▼
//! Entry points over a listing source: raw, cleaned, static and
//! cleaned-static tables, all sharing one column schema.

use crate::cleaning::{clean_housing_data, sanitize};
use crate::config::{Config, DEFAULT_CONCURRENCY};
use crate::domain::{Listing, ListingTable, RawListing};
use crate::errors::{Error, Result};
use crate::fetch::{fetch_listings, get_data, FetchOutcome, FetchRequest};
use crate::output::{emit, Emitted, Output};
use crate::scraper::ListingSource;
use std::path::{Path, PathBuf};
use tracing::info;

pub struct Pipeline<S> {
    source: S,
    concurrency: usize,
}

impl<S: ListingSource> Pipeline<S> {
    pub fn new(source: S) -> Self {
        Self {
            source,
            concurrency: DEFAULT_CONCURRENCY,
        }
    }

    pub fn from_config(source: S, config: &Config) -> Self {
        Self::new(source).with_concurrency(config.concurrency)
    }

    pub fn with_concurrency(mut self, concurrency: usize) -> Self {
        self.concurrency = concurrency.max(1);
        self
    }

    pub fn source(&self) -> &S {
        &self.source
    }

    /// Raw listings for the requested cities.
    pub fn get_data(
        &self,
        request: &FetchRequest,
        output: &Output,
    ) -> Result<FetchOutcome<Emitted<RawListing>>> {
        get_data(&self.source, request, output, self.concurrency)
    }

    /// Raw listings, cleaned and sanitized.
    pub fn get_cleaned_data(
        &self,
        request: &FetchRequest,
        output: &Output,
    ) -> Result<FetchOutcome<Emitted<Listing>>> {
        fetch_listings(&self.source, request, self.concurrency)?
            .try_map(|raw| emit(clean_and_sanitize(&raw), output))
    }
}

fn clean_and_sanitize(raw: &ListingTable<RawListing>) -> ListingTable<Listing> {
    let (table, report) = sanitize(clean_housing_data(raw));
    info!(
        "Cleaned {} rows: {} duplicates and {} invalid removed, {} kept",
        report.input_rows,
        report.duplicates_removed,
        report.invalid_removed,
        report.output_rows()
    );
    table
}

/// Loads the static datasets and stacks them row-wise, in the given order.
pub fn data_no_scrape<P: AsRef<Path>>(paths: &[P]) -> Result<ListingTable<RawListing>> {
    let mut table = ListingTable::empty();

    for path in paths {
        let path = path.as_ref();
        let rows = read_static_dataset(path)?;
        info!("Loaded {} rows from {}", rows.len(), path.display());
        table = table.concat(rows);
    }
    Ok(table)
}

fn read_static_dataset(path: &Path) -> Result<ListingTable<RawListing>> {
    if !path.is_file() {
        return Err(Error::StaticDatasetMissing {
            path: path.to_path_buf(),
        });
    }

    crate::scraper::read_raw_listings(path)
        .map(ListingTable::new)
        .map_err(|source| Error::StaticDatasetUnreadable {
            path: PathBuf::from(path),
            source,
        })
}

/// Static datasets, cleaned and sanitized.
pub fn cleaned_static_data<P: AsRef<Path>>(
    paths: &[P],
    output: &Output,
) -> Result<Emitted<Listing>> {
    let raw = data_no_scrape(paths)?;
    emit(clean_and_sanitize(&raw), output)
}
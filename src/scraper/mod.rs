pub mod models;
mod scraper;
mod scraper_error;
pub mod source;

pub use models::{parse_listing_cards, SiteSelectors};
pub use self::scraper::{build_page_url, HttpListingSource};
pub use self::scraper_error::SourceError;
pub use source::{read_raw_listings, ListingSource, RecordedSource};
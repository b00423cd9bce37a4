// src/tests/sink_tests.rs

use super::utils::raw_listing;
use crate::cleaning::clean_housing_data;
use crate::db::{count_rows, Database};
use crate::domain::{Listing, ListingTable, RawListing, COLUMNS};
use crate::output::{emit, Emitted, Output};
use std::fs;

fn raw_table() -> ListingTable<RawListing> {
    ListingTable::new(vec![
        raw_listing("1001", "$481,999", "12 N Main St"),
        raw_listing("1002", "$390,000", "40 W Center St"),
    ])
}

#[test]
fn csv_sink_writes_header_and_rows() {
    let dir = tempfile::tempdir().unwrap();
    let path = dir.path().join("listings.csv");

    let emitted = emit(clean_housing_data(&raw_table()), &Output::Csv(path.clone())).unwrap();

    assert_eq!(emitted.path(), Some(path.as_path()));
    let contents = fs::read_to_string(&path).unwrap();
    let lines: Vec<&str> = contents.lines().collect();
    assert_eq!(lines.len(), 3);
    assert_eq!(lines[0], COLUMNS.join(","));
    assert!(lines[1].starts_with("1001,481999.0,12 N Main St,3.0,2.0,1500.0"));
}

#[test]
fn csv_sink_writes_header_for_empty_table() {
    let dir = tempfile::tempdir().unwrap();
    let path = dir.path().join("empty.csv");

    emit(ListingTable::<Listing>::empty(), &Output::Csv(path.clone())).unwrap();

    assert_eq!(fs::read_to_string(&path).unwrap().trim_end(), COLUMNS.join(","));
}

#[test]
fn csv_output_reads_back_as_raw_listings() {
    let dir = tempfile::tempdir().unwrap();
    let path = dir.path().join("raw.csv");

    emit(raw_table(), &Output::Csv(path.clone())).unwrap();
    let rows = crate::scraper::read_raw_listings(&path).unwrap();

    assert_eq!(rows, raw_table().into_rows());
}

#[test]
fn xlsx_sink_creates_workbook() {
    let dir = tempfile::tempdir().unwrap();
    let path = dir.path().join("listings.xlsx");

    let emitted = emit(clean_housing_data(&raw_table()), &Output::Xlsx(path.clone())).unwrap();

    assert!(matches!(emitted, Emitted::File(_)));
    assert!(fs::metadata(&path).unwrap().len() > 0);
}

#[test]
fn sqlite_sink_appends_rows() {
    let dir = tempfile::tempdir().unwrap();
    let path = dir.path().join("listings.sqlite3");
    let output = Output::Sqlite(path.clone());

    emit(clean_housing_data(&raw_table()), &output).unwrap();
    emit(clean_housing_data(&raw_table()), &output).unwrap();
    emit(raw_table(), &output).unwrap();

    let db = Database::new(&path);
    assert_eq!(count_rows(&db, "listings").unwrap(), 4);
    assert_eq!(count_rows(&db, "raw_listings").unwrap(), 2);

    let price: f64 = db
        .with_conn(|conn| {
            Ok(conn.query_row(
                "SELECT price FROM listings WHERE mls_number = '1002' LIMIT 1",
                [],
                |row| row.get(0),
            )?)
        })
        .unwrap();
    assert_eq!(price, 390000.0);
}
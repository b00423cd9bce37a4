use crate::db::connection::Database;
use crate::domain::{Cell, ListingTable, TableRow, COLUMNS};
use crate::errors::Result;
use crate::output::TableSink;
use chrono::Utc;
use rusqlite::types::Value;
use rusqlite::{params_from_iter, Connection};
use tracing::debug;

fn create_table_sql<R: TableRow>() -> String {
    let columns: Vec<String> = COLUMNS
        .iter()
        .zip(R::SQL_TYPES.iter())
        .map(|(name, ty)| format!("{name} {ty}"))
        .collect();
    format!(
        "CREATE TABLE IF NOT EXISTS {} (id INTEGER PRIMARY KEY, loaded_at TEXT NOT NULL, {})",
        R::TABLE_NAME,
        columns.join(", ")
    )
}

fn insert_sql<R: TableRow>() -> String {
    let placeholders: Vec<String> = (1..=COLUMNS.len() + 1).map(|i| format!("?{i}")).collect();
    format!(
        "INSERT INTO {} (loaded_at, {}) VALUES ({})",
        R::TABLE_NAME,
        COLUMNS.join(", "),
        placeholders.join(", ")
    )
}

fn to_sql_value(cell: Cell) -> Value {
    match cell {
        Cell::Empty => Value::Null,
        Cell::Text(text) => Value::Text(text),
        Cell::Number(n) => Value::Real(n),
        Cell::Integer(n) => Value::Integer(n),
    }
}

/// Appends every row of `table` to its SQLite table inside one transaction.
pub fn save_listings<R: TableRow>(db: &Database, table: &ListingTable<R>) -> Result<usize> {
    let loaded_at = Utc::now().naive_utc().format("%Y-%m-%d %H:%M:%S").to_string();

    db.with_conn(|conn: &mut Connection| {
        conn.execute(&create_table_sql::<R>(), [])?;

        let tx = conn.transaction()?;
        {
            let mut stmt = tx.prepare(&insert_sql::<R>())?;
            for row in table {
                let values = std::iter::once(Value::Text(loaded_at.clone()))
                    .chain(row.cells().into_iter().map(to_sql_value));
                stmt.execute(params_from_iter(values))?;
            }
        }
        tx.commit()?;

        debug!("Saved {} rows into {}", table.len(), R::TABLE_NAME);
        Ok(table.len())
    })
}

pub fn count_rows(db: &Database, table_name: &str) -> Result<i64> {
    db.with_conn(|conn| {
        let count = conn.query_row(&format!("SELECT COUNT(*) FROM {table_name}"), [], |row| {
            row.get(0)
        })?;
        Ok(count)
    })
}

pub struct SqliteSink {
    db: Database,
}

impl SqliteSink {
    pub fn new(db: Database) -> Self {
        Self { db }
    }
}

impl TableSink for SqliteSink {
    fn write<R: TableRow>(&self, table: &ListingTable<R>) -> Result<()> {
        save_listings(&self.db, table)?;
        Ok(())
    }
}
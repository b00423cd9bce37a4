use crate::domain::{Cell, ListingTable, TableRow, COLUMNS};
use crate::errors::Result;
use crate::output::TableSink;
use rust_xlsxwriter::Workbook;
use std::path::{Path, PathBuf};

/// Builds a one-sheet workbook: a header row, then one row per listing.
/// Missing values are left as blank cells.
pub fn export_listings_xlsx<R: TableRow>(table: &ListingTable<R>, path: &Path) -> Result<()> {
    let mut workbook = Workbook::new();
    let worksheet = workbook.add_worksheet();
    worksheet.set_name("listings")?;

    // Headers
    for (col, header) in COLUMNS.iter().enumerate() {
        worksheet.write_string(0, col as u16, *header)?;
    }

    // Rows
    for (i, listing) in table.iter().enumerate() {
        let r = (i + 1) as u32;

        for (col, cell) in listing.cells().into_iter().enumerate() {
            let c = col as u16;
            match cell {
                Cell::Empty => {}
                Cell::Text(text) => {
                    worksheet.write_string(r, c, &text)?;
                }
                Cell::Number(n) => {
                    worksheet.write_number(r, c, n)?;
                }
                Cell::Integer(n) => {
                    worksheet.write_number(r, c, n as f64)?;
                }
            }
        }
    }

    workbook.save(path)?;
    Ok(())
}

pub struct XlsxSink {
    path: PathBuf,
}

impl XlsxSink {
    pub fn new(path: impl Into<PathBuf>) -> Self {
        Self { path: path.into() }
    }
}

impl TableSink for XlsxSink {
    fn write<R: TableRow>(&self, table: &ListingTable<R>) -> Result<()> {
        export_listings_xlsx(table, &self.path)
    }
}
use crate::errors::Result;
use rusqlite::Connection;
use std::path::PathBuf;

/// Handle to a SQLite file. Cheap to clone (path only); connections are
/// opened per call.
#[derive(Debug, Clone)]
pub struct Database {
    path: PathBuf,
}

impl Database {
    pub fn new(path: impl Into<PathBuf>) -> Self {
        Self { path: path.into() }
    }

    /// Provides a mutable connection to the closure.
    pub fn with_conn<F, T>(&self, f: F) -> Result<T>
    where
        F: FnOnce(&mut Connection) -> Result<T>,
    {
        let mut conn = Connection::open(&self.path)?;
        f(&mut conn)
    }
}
▲
• **Task**
Above are the entries; copy every line among them that contains the word "TableRow".

• **Result of this exercise**
use crate::domain::{Cell, ListingTable, TableRow, COLUMNS};
fn create_table_sql<R: TableRow>() -> String {
fn insert_sql<R: TableRow>() -> String {
pub fn save_listings<R: TableRow>(db: &Database, table: &ListingTable<R>) -> Result<usize> {
    fn write<R: TableRow>(&self, table: &ListingTable<R>) -> Result<()> {
use crate::domain::{Cell, ListingTable, TableRow, COLUMNS};
pub fn export_listings_xlsx<R: TableRow>(table: &ListingTable<R>, path: &Path) -> Result<()> {
    fn write<R: TableRow>(&self, table: &ListingTable<R>) -> Result<()> {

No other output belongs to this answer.